Goal of the exercise ▸
Give only the number of lines in these records that contain the word "løsningsforslag".

Input for this task ▸
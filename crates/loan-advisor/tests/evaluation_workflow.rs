//! End-to-end scenarios for the evaluation pipeline, driven through the public API against
//! a mocked evaluation service.

use loan_advisor::config::EvaluationClientConfig;
use loan_advisor::evaluation::render::{CHECK_SERVER, RISK_FLAGS_HEADING};
use loan_advisor::evaluation::{
    evaluate_and_render, FormState, HttpEvaluationClient, MemoryTargets, PayloadFormat,
    RenderState, ResultRenderer,
};
use serde_json::json;
use url::Url;
use wiremock::matchers::{body_partial_json, method, path};
use wiremock::{Mock, MockServer, ResponseTemplate};

fn submitted_form() -> FormState {
    FormState::from_json(
        &json!({
            "kunde_ID": "K-2001",
            "laanetype_ønsket": "Boliglån",
            "laan_oensket": "3500000",
            "bolig_verdi": "4000000",
            "egenkapital": "500000",
            "egenkapital_kilde": "Arv",
            "studielaan": "180000",
            "forbrukslaan": "0",
            "kredittkort_ramme": "40000",
            "billaan": "0",
            "banker_soekt": "dnb, nordea",
            "inntekt_hovedsoker": "650000",
            "arbeidsstatus_hovedsoker": "Fast ansatt",
            "har_medsoker": "Ja",
            "inntekt_medsoker": "480000",
            "arbeidsstatus_medsoker": "Fast ansatt",
            "barn_under_18": "1"
        })
        .to_string(),
    )
    .expect("form snapshot parses")
}

fn client(endpoint: &str) -> HttpEvaluationClient {
    let endpoint = Url::parse(endpoint).expect("valid endpoint");
    HttpEvaluationClient::new(&EvaluationClientConfig::new(endpoint)).expect("client builds")
}

#[tokio::test]
async fn mocked_service_response_renders_flags_suggestions_and_cards() {
    let server = MockServer::start().await;
    Mock::given(method("POST"))
        .and(path("/api/evaluate_case"))
        .and(body_partial_json(json!({
            "laan_oensket": 3500000.0,
            "bolig_verdi": 4000000.0,
            "sokere": [{ "rolle": "hovedsoker" }, { "rolle": "medsoker", "inntekt": 480000.0 }],
        })))
        .respond_with(ResponseTemplate::new(200).set_body_json(json!({
            "success": true,
            "risk_flags": ["LTV over 85%"],
            "løsningsforslag": ["Reduce debt"],
            "bank_chances": [
                { "navn": "DNB", "chance": 45 },
                { "navn": "Nordea", "chance": 75 }
            ]
        })))
        .expect(1)
        .mount(&server)
        .await;

    let client = client(&format!("{}/api/evaluate_case", server.uri()));
    let mut renderer = ResultRenderer::new(MemoryTargets::default());

    let state =
        evaluate_and_render(&client, &submitted_form(), PayloadFormat::Canonical, &mut renderer)
            .await;

    assert_eq!(state, RenderState::Success);
    let targets = renderer.into_targets();
    assert!(targets.content_visible);
    assert!(!targets.loading_visible);
    assert_eq!(targets.risk_flags.heading.as_deref(), Some(RISK_FLAGS_HEADING));
    assert_eq!(targets.risk_flags.lines.len(), 1);
    assert_eq!(targets.risk_flags.lines[0].text, "LTV over 85%");
    assert_eq!(targets.suggestions.len(), 1);
    assert_eq!(targets.bank_cards.len(), 2);
    assert_eq!(targets.bank_cards[0].bank_name, "DNB");
    assert!(!targets.bank_cards[0].high_chance);
    assert_eq!(targets.bank_cards[1].bank_name, "Nordea");
    assert!(targets.bank_cards[1].high_chance);
}

#[tokio::test]
async fn unreachable_service_renders_connectivity_error() {
    let client = client("http://127.0.0.1:1/api/evaluate_case");
    let mut renderer = ResultRenderer::new(MemoryTargets::default());

    let state =
        evaluate_and_render(&client, &submitted_form(), PayloadFormat::Canonical, &mut renderer)
            .await;

    assert_eq!(state, RenderState::Failure);
    let targets = renderer.into_targets();
    assert!(!targets.loading_visible);
    assert!(targets.content_visible);
    assert!(targets.risk_flags.lines[0]
        .text
        .starts_with("Nettverksfeil: Kunne ikke koble til API"));
    assert_eq!(targets.suggestions[0].text, CHECK_SERVER);
    assert!(targets.bank_cards.is_empty());
}

#[tokio::test]
async fn form_stays_usable_after_a_failed_submission() {
    let server = MockServer::start().await;
    Mock::given(method("POST"))
        .respond_with(ResponseTemplate::new(200).set_body_json(json!({
            "success": true,
            "risk_flags": [],
            "løsningsforslag": []
        })))
        .mount(&server)
        .await;

    let mut renderer = ResultRenderer::new(MemoryTargets::default());
    let form = submitted_form();

    let offline = client("http://127.0.0.1:1/api/evaluate_case");
    let first = evaluate_and_render(&offline, &form, PayloadFormat::Canonical, &mut renderer).await;
    assert_eq!(first, RenderState::Failure);

    let online = client(&format!("{}/api/evaluate_case", server.uri()));
    let second = evaluate_and_render(&online, &form, PayloadFormat::Canonical, &mut renderer).await;
    assert_eq!(second, RenderState::Success);
    assert!(renderer.targets().bank_cards.is_empty());
    assert_eq!(renderer.targets().risk_flags.lines.len(), 1);
}
use serde::Serialize;

use super::{BankCard, MessageLine, RenderTargets, RiskFlagsView};

/// Display regions held in memory, for embedding front ends and tests.
#[derive(Debug, Clone, PartialEq, Default, Serialize)]
pub struct MemoryTargets {
    pub loading_visible: bool,
    pub content_visible: bool,
    pub risk_flags: RiskFlagsView,
    pub suggestions: Vec<MessageLine>,
    pub bank_cards: Vec<BankCard>,
}

impl RenderTargets for MemoryTargets {
    fn set_loading(&mut self, visible: bool) {
        self.loading_visible = visible;
    }

    fn set_content_visible(&mut self, visible: bool) {
        self.content_visible = visible;
    }

    fn set_risk_flags(&mut self, view: RiskFlagsView) {
        self.risk_flags = view;
    }

    fn set_suggestions(&mut self, items: Vec<MessageLine>) {
        self.suggestions = items;
    }

    fn set_bank_cards(&mut self, cards: Vec<BankCard>) {
        self.bank_cards = cards;
    }
}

Response for this exercise ▸
2